On top of that, “It can’t be ruled that there are other such groups,” Koch told The Local. “Weapons caches were constantly being found in this scene or that scene–it happened so often that people stopped even wondering what these weapons were for.”

As far as Koch is concerned, the distance between the ‘ordinary’ neo-Nazi scene and the ‘hardcore’ element prepared to commit murder is very small. “You shouldn’t imagine that there are these nationalist gangs like the Kameradschaften, and then there’s a huge gap and then there’s a terrorist scene,” he said. “It all blends seamlessly together.”

Koch’s work with reformed neo-Nazis has taught him that violence permeates all parts of the extremist right-wing scene. This violence does not just take the form of drunken brawling at weekends, but disciplined training with guns administered by ex-servicemen.

“We have people in our programmes who have had weapons training themselves,” said Koch. “They were trained in western Germany, in Lower Saxony, by neo-Nazis who used to be mercenaries, for instance in the former Yugoslavia. Some were part of European training networks and got training in France or Belgium.”

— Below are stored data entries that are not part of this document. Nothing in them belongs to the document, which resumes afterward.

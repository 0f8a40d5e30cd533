use std::collections::BTreeMap;
use std::sync::Arc;
use std::time::Duration;

use clap::Parser;
use tokio::signal;
use tokio_stream::StreamExt;
use tracing::{info, warn};
use tracing_subscriber::EnvFilter;

use ratelab::config::RatelabConfig;
use ratelab::ratelimit::{Algorithm, LimiterRegistry};
use ratelab::sink::DecisionLog;
use ratelab::store::RedisStore;

/// Drive one rate limiting algorithm with simulated traffic.
#[derive(Debug, Parser)]
#[command(name = "ratelab", version, about)]
struct Cli {
    /// Configuration file (YAML, TOML or JSON)
    #[arg(short, long)]
    config: Option<String>,

    /// Algorithm to exercise
    #[arg(short, long, default_value_t = Algorithm::TokenBucket)]
    algorithm: Algorithm,

    /// Steady requests per second after the burst
    #[arg(long, default_value_t = 5.0)]
    rps: f64,

    /// Requests fired at once before steady traffic
    #[arg(long, default_value_t = 0)]
    burst: u32,

    /// Stop after this many seconds
    #[arg(long, default_value_t = 10)]
    duration_secs: u64,

    /// Client id keying shared store state
    #[arg(long)]
    client_id: Option<String>,

    /// Route decisions through the shared Redis store
    #[arg(long)]
    shared_store: bool,

    /// Redis URL, overriding the configuration file
    #[arg(long)]
    redis_url: Option<String>,
}

#[tokio::main]
async fn main() -> anyhow::Result<()> {
    // Initialize tracing
    tracing_subscriber::fmt()
        .with_env_filter(EnvFilter::try_from_default_env().unwrap_or_else(|_| EnvFilter::new("info")))
        .with_target(false)
        .with_thread_ids(true)
        .init();

    let cli = Cli::parse();

    info!("Starting Ratelab simulator");
    info!("Version: {}", env!("CARGO_PKG_VERSION"));

    let mut config = RatelabConfig::load(cli.config.as_deref())?;
    if cli.shared_store {
        config.store.enabled = true;
    }
    if let Some(url) = cli.redis_url.clone() {
        config.store.redis_url = url;
    }
    info!(
        algorithm = %cli.algorithm,
        shared_store = config.store.enabled,
        "Configuration loaded"
    );

    let log = Arc::new(DecisionLog::new(config.log.capacity));
    let mut registry = LimiterRegistry::new(&config.limiters, log.clone());

    if config.store.enabled {
        match RedisStore::connect(&config.store.redis_url, config.store.timeout()).await {
            Ok(store) => {
                registry = registry.with_shared_store(Arc::new(store), config.store.shared_options());
            }
            Err(err) => {
                warn!(error = %err, "Shared store unreachable, running local limiters only");
            }
        }
    }
    let registry = Arc::new(registry);

    // Print every published decision, including leaked admissions
    let mut events = log.subscribe();
    let printer = tokio::spawn(async move {
        while let Some(event) = events.next().await {
            match event {
                Ok(decision) => match serde_json::to_string(&decision) {
                    Ok(line) => println!("{}", line),
                    Err(err) => warn!(error = %err, "Failed to encode decision"),
                },
                Err(err) => warn!(error = %err, "Decision printer lagged"),
            }
        }
    });

    let traffic = run_traffic(
        registry.clone(),
        cli.algorithm,
        cli.burst,
        cli.rps,
        cli.client_id.clone(),
    );

    tokio::select! {
        _ = traffic => {}
        _ = tokio::time::sleep(Duration::from_secs(cli.duration_secs)) => {
            info!(duration_secs = cli.duration_secs, "Simulation finished");
        }
        _ = shutdown_signal() => {}
    }

    registry.shutdown();
    printer.abort();

    let mut totals: BTreeMap<String, usize> = BTreeMap::new();
    for decision in log.entries() {
        *totals.entry(format!("{:?}", decision.status()).to_lowercase()).or_default() += 1;
    }
    info!(totals = ?totals, fallbacks = registry.fallback_count(), "Decision totals");

    println!("{}", serde_json::to_string_pretty(&registry.states())?);

    info!("Ratelab simulator stopped");
    Ok(())
}

/// Fire `burst` requests at once, then `rps` requests per second until
/// cancelled.
async fn run_traffic(
    registry: Arc<LimiterRegistry>,
    algorithm: Algorithm,
    burst: u32,
    rps: f64,
    client_id: Option<String>,
) {
    let client_id = client_id.as_deref();
    for _ in 0..burst {
        registry.decide(algorithm, None, client_id).await;
    }

    if !rps.is_finite() || rps <= 0.0 {
        std::future::pending::<()>().await;
    }

    let period = Duration::from_secs_f64(1.0 / rps).max(Duration::from_micros(1));
    let mut interval = tokio::time::interval(period);
    interval.set_missed_tick_behavior(tokio::time::MissedTickBehavior::Delay);
    loop {
        interval.tick().await;
        registry.decide(algorithm, None, client_id).await;
    }
}

/// Wait for a shutdown signal (Ctrl+C or SIGTERM).
async fn shutdown_signal() {
    let ctrl_c = async {
        signal::ctrl_c()
            .await
            .expect("Failed to install Ctrl+C handler");
    };

    #[cfg(unix)]
    let terminate = async {
        signal::unix::signal(signal::unix::SignalKind::terminate())
            .expect("Failed to install SIGTERM handler")
            .recv()
            .await;
    };

    #[cfg(not(unix))]
    let terminate = std::future::pending::<()>();

    tokio::select! {
        _ = ctrl_c => {
            info!("Received Ctrl+C, stopping simulation");
        }
        _ = terminate => {
            info!("Received SIGTERM, stopping simulation");
        }
    }
}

The training takes place in remote country areas, sometimes privately owned, and sometimes rented for the purpose, either in an afternoon or over several days. “They often look for isolated wooded areas,” said Koch.

Dierk Borstel, researcher into right-wing extremism at the University of Bielefeld, was also unsurprised to read the recent revelations about the NSU. “We’ve known that the option of terrorism, the option of militancy, the option of murder has been discussed in the extremist right-wing scene for some time,” he told The Local.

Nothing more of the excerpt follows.